## Task prompt
Output the entries below without any alteration.

## The input
+ + +
use std::fs;
use std::sync::Arc;

use devloop::debug_info::DebugInfo;
use devloop::events::SessionEvent;
use devloop::runner::PipelineRequest;
use devloop::session::{SessionOptions, SessionState};
use devloop::watch::{FsEvent, FsEventKind, WatchState};
use tokio::sync::mpsc;
use tokio_util::sync::CancellationToken;

use crate::common::{TestProject, init_test_logging, wait_for};

const MANIFEST: &str = r#"
name = "nodejs"

[[containers]]
name = "runtime"
source_mapping = "/projects"
endpoints = [
  { name = "http", target_port = 3000 },
  { name = "debug", target_port = 5858 },
]

[[commands]]
id = "install"
group = "build"
default = true
exec = { component = "runtime", command_line = "npm install" }

[[commands]]
id = "run"
group = "run"
default = true
exec = { component = "runtime", command_line = "npm start" }

[[commands]]
id = "debug"
group = "debug"
default = true
exec = { component = "runtime", command_line = "npm run debug" }
"#;

fn project() -> TestProject {
    let project = TestProject::new(MANIFEST);
    project.write("server.js", "require('http').createServer().listen(3000);");
    project.write("lib/routes.js", "module.exports = [];");
    project
}

fn is_idle(event: &SessionEvent) -> bool {
    matches!(
        event,
        SessionEvent::WatchState {
            state: WatchState::Idle
        }
    )
}

#[tokio::test]
async fn test_removed_file_is_deleted_remotely() {
    init_test_logging();
    let _guard = devloop_common::test_guard!();
    let project = project();
    let session = Arc::new(project.session(SessionOptions::default()));
    let mut rx = project.events.subscribe();
    let (tx, fs_rx) = mpsc::channel(16);
    let cancel = CancellationToken::new();

    let task = {
        let session = session.clone();
        let cancel = cancel.clone();
        tokio::spawn(async move { session.run(fs_rx, cancel).await })
    };
    wait_for(&mut rx, is_idle).await;
    assert!(project.mock.remote_file("/projects/lib/routes.js").is_some());

    let removed = project.dir.path().join("lib/routes.js");
    fs::remove_file(&removed).unwrap();
    tx.send(FsEvent {
        path: removed,
        kind: FsEventKind::Removed,
    })
    .await
    .unwrap();

    wait_for(&mut rx, |e| matches!(e, SessionEvent::CycleSucceeded)).await;
    assert!(project.mock.remote_file("/projects/lib/routes.js").is_none());
    assert!(project.mock.remote_file("/projects/server.js").is_some());

    cancel.cancel();
    task.await.unwrap().unwrap();
}

#[tokio::test]
async fn test_debug_session_forwards_debug_endpoint() {
    init_test_logging();
    let project = project();
    let session = Arc::new(project.session(SessionOptions {
        pipeline: PipelineRequest {
            debug: true,
            ..PipelineRequest::default()
        },
        ..SessionOptions::default()
    }));
    let mut rx = project.events.subscribe();
    let (_tx, fs_rx) = mpsc::channel(16);
    let cancel = CancellationToken::new();

    let task = {
        let session = session.clone();
        let cancel = cancel.clone();
        tokio::spawn(async move { session.run(fs_rx, cancel).await })
    };
    wait_for(&mut rx, is_idle).await;

    assert_eq!(project.mock.process("debug").map(|p| p.alive), Some(true));
    assert!(project.mock.process("run").is_none());
    let debug = session.tunnels().debug_tunnel().expect("debug tunnel");
    assert_eq!(debug.container_port, 5858);

    let descriptor = DebugInfo::path_in(project.descriptors.path(), "nodejs");
    assert!(descriptor.exists(), "missing {}", descriptor.display());
    let info = DebugInfo::load(project.descriptors.path(), "nodejs")
        .unwrap()
        .unwrap();
    assert_eq!(info.spec.local_port, debug.local_port);

    cancel.cancel();
    task.await.unwrap().unwrap();
    assert!(!descriptor.exists());
    assert!(project.mock.active_forwards().is_empty());
}

#[tokio::test]
async fn test_session_without_watch_runs_until_cancelled() {
    init_test_logging();
    let project = project();
    let session = Arc::new(project.session(SessionOptions {
        watch: false,
        forward_ports: false,
        ..SessionOptions::default()
    }));
    let mut rx = project.events.subscribe();
    let (_tx, fs_rx) = mpsc::channel(16);
    let cancel = CancellationToken::new();

    let task = {
        let session = session.clone();
        let cancel = cancel.clone();
        tokio::spawn(async move { session.run(fs_rx, cancel).await })
    };
    wait_for(&mut rx, |e| {
        matches!(
            e,
            SessionEvent::SessionState {
                state: SessionState::Running
            }
        )
    })
    .await;

    assert_eq!(project.mock.process("run").map(|p| p.alive), Some(true));
    assert!(project.mock.active_forwards().is_empty());
    assert!(session.tunnels().tunnels().is_empty());

    cancel.cancel();
    task.await.unwrap().unwrap();
    assert_eq!(session.state(), SessionState::Stopped);
    assert!(project.mock.process("run").is_none());
}

#[tokio::test]
async fn test_crashed_program_is_restarted_by_next_cycle() {
    init_test_logging();
    let project = project();
    let session = Arc::new(project.session(SessionOptions::default()));
    let mut rx = project.events.subscribe();
    let (tx, fs_rx) = mpsc::channel(16);
    let cancel = CancellationToken::new();

    let task = {
        let session = session.clone();
        let cancel = cancel.clone();
        tokio::spawn(async move { session.run(fs_rx, cancel).await })
    };
    wait_for(&mut rx, is_idle).await;

    project.mock.kill_program("run", 137);
    let changed = project.write("server.js", "require('http').createServer().listen(3001);");
    tx.send(FsEvent::modified(changed)).await.unwrap();

    wait_for(&mut rx, |e| matches!(e, SessionEvent::CycleSucceeded)).await;
    assert_eq!(project.mock.start_count("run"), 2);
    assert_eq!(project.mock.process("run").map(|p| p.alive), Some(true));

    cancel.cancel();
    task.await.unwrap().unwrap();
}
+ + +
## Your response
use std::fs;
use std::sync::Arc;

use devloop::debug_info::DebugInfo;
use devloop::events::SessionEvent;
use devloop::runner::PipelineRequest;
use devloop::session::{SessionOptions, SessionState};
use devloop::watch::{FsEvent, FsEventKind, WatchState};
use tokio::sync::mpsc;
use tokio_util::sync::CancellationToken;

use crate::common::{TestProject, init_test_logging, wait_for};

const MANIFEST: &str = r#"
name = "nodejs"

[[containers]]
name = "runtime"
source_mapping = "/projects"
endpoints = [
  { name = "http", target_port = 3000 },
  { name = "debug", target_port = 5858 },
]

[[commands]]
id = "install"
group = "build"
default = true
exec = { component = "runtime", command_line = "npm install" }

[[commands]]
id = "run"
group = "run"
default = true
exec = { component = "runtime", command_line = "npm start" }

[[commands]]
id = "debug"
group = "debug"
default = true
exec = { component = "runtime", command_line = "npm run debug" }
"#;

fn project() -> TestProject {
    let project = TestProject::new(MANIFEST);
    project.write("server.js", "require('http').createServer().listen(3000);");
    project.write("lib/routes.js", "module.exports = [];");
    project
}

fn is_idle(event: &SessionEvent) -> bool {
    matches!(
        event,
        SessionEvent::WatchState {
            state: WatchState::Idle
        }
    )
}

#[tokio::test]
async fn test_removed_file_is_deleted_remotely() {
    init_test_logging();
    let _guard = devloop_common::test_guard!();
    let project = project();
    let session = Arc::new(project.session(SessionOptions::default()));
    let mut rx = project.events.subscribe();
    let (tx, fs_rx) = mpsc::channel(16);
    let cancel = CancellationToken::new();

    let task = {
        let session = session.clone();
        let cancel = cancel.clone();
        tokio::spawn(async move { session.run(fs_rx, cancel).await })
    };
    wait_for(&mut rx, is_idle).await;
    assert!(project.mock.remote_file("/projects/lib/routes.js").is_some());

    let removed = project.dir.path().join("lib/routes.js");
    fs::remove_file(&removed).unwrap();
    tx.send(FsEvent {
        path: removed,
        kind: FsEventKind::Removed,
    })
    .await
    .unwrap();

    wait_for(&mut rx, |e| matches!(e, SessionEvent::CycleSucceeded)).await;
    assert!(project.mock.remote_file("/projects/lib/routes.js").is_none());
    assert!(project.mock.remote_file("/projects/server.js").is_some());

    cancel.cancel();
    task.await.unwrap().unwrap();
}

#[tokio::test]
async fn test_debug_session_forwards_debug_endpoint() {
    init_test_logging();
    let project = project();
    let session = Arc::new(project.session(SessionOptions {
        pipeline: PipelineRequest {
            debug: true,
            ..PipelineRequest::default()
        },
        ..SessionOptions::default()
    }));
    let mut rx = project.events.subscribe();
    let (_tx, fs_rx) = mpsc::channel(16);
    let cancel = CancellationToken::new();

    let task = {
        let session = session.clone();
        let cancel = cancel.clone();
        tokio::spawn(async move { session.run(fs_rx, cancel).await })
    };
    wait_for(&mut rx, is_idle).await;

    assert_eq!(project.mock.process("debug").map(|p| p.alive), Some(true));
    assert!(project.mock.process("run").is_none());
    let debug = session.tunnels().debug_tunnel().expect("debug tunnel");
    assert_eq!(debug.container_port, 5858);

    let descriptor = DebugInfo::path_in(project.descriptors.path(), "nodejs");
    assert!(descriptor.exists(), "missing {}", descriptor.display());
    let info = DebugInfo::load(project.descriptors.path(), "nodejs")
        .unwrap()
        .unwrap();
    assert_eq!(info.spec.local_port, debug.local_port);

    cancel.cancel();
    task.await.unwrap().unwrap();
    assert!(!descriptor.exists());
    assert!(project.mock.active_forwards().is_empty());
}

#[tokio::test]
async fn test_session_without_watch_runs_until_cancelled() {
    init_test_logging();
    let project = project();
    let session = Arc::new(project.session(SessionOptions {
        watch: false,
        forward_ports: false,
        ..SessionOptions::default()
    }));
    let mut rx = project.events.subscribe();
    let (_tx, fs_rx) = mpsc::channel(16);
    let cancel = CancellationToken::new();

    let task = {
        let session = session.clone();
        let cancel = cancel.clone();
        tokio::spawn(async move { session.run(fs_rx, cancel).await })
    };
    wait_for(&mut rx, |e| {
        matches!(
            e,
            SessionEvent::SessionState {
                state: SessionState::Running
            }
        )
    })
    .await;

    assert_eq!(project.mock.process("run").map(|p| p.alive), Some(true));
    assert!(project.mock.active_forwards().is_empty());
    assert!(session.tunnels().tunnels().is_empty());

    cancel.cancel();
    task.await.unwrap().unwrap();
    assert_eq!(session.state(), SessionState::Stopped);
    assert!(project.mock.process("run").is_none());
}

#[tokio::test]
async fn test_crashed_program_is_restarted_by_next_cycle() {
    init_test_logging();
    let project = project();
    let session = Arc::new(project.session(SessionOptions::default()));
    let mut rx = project.events.subscribe();
    let (tx, fs_rx) = mpsc::channel(16);
    let cancel = CancellationToken::new();

    let task = {
        let session = session.clone();
        let cancel = cancel.clone();
        tokio::spawn(async move { session.run(fs_rx, cancel).await })
    };
    wait_for(&mut rx, is_idle).await;

    project.mock.kill_program("run", 137);
    let changed = project.write("server.js", "require('http').createServer().listen(3001);");
    tx.send(FsEvent::modified(changed)).await.unwrap();

    wait_for(&mut rx, |e| matches!(e, SessionEvent::CycleSucceeded)).await;
    assert_eq!(project.mock.start_count("run"), 2);
    assert_eq!(project.mock.process("run").map(|p| p.alive), Some(true));

    cancel.cancel();
    task.await.unwrap().unwrap();
}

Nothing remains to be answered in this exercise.